■ Data for the task:

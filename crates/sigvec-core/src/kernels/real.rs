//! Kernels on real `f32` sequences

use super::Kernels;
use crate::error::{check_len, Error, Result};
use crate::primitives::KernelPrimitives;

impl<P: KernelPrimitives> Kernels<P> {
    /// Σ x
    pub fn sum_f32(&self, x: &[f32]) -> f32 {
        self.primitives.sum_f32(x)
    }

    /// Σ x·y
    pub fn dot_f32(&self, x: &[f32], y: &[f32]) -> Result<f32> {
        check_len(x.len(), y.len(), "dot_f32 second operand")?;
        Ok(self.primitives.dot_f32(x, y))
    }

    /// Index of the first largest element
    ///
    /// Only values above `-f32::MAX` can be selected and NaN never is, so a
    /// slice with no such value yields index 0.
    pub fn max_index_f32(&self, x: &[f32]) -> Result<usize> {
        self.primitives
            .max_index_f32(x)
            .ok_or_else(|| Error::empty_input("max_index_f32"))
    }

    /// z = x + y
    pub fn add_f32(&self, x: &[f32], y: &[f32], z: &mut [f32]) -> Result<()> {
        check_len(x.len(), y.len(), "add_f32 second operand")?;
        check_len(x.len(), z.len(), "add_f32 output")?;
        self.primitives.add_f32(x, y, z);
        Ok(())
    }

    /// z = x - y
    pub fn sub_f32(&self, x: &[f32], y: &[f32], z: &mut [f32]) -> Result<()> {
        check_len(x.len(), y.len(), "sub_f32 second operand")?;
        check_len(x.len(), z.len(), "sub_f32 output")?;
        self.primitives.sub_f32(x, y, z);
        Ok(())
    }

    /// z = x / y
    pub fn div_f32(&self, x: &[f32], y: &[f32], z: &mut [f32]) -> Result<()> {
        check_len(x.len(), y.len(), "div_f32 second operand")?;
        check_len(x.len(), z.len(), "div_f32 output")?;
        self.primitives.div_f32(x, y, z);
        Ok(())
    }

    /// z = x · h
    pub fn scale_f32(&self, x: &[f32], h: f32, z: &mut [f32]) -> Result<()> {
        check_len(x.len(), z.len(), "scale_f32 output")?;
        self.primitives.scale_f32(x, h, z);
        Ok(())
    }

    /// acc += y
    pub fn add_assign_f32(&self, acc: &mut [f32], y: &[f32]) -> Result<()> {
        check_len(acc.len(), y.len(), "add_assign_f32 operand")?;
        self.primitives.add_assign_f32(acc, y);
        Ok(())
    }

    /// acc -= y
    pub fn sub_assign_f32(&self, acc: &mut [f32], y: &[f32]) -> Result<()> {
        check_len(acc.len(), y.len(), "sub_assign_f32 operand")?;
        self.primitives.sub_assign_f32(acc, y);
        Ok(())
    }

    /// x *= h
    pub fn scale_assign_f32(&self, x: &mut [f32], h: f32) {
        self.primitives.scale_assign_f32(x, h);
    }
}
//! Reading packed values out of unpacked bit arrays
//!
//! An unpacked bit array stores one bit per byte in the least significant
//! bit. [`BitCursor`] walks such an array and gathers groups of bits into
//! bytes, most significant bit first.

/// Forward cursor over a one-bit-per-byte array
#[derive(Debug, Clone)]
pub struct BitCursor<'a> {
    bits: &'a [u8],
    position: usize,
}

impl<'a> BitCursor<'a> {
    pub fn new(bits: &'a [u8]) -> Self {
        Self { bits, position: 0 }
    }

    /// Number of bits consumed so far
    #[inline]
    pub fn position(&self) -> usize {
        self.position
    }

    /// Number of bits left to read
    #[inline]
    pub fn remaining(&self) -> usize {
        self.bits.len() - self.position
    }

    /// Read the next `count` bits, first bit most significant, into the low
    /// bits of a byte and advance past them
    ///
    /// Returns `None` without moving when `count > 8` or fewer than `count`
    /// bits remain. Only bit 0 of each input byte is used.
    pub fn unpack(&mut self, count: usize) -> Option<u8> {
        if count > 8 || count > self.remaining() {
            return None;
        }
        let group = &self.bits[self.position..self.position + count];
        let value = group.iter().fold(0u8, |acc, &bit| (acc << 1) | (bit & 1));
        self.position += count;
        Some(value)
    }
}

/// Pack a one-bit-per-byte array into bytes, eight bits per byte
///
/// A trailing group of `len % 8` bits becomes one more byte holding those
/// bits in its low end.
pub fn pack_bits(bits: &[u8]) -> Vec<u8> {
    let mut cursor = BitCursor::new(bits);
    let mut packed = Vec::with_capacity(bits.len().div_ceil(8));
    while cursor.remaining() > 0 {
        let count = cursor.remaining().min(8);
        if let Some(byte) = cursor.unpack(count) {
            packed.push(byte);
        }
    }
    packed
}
...
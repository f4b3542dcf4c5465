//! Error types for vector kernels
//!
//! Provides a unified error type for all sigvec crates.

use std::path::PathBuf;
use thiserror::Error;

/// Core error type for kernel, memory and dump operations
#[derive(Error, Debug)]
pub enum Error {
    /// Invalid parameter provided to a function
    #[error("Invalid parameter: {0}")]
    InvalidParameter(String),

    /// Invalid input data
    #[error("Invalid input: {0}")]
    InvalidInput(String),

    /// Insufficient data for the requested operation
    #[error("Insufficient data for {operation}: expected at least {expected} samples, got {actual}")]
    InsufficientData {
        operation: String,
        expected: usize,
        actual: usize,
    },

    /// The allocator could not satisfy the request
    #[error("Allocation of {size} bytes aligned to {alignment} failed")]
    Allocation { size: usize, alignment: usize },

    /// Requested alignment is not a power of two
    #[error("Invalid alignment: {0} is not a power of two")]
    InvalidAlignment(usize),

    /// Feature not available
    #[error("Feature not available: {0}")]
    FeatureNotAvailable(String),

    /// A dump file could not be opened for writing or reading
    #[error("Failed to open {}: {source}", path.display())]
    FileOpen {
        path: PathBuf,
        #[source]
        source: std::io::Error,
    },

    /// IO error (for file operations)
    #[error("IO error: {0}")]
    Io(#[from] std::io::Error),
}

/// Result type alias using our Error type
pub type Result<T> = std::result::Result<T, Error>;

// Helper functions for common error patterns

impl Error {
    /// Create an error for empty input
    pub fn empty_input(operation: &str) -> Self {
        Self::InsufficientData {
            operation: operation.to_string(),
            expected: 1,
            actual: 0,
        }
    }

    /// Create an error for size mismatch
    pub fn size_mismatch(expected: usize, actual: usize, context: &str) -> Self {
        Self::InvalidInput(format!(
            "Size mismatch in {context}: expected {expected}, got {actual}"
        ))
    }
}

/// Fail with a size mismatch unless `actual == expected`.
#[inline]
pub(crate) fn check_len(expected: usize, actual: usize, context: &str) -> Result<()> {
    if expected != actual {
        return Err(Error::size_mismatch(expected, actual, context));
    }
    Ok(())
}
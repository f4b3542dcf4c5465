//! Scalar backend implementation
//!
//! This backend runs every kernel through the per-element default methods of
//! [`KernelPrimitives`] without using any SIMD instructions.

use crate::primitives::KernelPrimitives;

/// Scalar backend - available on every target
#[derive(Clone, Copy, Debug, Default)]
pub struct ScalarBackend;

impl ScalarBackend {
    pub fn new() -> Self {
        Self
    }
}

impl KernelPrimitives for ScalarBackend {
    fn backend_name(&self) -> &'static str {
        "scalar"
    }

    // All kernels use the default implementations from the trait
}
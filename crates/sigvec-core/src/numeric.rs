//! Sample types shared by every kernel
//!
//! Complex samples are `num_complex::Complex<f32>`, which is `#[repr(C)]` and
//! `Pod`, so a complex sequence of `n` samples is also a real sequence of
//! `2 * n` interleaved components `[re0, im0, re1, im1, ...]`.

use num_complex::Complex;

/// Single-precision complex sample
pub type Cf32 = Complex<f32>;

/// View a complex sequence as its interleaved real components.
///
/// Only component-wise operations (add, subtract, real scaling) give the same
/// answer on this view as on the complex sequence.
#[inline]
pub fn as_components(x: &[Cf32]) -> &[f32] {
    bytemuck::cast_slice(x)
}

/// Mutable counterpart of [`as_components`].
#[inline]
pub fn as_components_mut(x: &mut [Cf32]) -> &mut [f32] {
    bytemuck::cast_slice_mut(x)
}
--
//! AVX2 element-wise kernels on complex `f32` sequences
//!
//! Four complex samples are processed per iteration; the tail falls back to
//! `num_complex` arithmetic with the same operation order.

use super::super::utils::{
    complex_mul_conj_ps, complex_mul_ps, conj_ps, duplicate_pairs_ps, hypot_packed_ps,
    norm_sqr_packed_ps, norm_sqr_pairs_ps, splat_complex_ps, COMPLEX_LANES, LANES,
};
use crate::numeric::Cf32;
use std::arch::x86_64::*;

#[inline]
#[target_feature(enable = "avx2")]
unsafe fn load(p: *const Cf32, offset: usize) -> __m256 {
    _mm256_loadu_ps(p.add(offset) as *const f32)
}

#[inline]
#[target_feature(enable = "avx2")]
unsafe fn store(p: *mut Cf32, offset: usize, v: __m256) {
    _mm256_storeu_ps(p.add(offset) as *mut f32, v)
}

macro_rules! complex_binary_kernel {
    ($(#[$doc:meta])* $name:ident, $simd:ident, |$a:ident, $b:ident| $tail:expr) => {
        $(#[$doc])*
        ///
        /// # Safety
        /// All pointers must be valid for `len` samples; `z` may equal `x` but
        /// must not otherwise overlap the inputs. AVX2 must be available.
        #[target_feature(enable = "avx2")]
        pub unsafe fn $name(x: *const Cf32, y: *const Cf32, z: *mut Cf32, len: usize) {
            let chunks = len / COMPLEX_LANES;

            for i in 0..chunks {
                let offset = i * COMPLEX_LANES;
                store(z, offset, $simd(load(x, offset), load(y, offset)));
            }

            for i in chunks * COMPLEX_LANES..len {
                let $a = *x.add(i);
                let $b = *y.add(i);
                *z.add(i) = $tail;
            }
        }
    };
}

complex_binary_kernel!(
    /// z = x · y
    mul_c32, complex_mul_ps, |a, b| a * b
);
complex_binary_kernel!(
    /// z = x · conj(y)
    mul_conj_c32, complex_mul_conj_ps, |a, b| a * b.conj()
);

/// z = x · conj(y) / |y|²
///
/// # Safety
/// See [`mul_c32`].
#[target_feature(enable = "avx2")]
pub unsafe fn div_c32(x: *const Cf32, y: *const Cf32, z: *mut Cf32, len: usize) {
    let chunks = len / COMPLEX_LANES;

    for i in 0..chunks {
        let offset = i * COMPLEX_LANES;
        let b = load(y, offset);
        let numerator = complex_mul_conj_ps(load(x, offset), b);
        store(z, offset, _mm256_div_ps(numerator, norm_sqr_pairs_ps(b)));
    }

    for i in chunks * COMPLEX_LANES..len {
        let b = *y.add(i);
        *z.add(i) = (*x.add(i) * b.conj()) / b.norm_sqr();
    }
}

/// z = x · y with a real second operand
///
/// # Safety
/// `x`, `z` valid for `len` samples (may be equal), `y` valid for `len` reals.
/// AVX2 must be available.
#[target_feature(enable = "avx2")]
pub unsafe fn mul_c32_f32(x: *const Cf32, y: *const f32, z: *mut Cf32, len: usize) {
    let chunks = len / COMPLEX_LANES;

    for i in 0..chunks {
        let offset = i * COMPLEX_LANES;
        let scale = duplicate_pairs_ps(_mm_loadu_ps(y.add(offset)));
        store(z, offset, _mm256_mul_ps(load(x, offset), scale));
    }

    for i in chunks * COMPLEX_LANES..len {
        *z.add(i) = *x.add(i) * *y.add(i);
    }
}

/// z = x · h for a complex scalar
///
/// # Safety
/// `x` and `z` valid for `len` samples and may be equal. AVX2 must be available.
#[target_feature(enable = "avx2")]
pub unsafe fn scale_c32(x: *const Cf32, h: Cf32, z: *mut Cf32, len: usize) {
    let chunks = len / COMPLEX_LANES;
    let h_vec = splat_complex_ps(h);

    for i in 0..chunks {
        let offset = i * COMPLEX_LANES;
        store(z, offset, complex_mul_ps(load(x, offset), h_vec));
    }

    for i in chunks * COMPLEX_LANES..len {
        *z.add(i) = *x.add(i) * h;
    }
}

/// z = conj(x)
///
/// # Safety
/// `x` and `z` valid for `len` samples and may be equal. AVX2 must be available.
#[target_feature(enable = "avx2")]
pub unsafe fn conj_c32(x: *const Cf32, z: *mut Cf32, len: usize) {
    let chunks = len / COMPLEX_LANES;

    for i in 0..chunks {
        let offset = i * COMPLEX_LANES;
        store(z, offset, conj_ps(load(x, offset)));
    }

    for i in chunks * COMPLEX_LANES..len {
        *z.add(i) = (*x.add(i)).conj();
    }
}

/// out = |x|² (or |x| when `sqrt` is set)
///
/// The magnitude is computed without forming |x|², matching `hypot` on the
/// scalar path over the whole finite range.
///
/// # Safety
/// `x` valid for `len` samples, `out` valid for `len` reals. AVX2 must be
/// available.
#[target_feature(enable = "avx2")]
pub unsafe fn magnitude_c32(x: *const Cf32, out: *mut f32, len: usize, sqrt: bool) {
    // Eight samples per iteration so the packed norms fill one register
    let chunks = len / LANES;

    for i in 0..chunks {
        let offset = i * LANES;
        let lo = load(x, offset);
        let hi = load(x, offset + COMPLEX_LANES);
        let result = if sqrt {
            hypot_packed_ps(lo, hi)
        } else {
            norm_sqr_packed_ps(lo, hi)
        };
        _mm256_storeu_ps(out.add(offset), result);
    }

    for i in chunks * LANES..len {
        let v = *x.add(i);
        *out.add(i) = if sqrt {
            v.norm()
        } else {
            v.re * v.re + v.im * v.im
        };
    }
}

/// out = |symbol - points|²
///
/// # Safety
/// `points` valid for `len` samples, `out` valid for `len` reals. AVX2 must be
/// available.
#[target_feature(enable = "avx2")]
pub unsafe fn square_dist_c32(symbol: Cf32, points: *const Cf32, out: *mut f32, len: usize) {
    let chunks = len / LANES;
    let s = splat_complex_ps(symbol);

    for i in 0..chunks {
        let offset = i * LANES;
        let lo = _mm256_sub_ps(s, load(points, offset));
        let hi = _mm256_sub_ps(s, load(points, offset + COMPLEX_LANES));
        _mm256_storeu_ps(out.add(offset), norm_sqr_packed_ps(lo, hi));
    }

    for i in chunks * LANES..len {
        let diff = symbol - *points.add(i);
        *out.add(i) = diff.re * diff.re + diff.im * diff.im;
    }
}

■ Task goal: From the data above, output exactly the lines between the one containing "bits per byte" and the one containing "let mut cursor = BitCursor::new(bits);", counting both of them.

■ Result:
/// Pack a one-bit-per-byte array into bytes, eight bits per byte
///
/// A trailing group of `len % 8` bits becomes one more byte holding those
/// bits in its low end.
pub fn pack_bits(bits: &[u8]) -> Vec<u8> {
    let mut cursor = BitCursor::new(bits);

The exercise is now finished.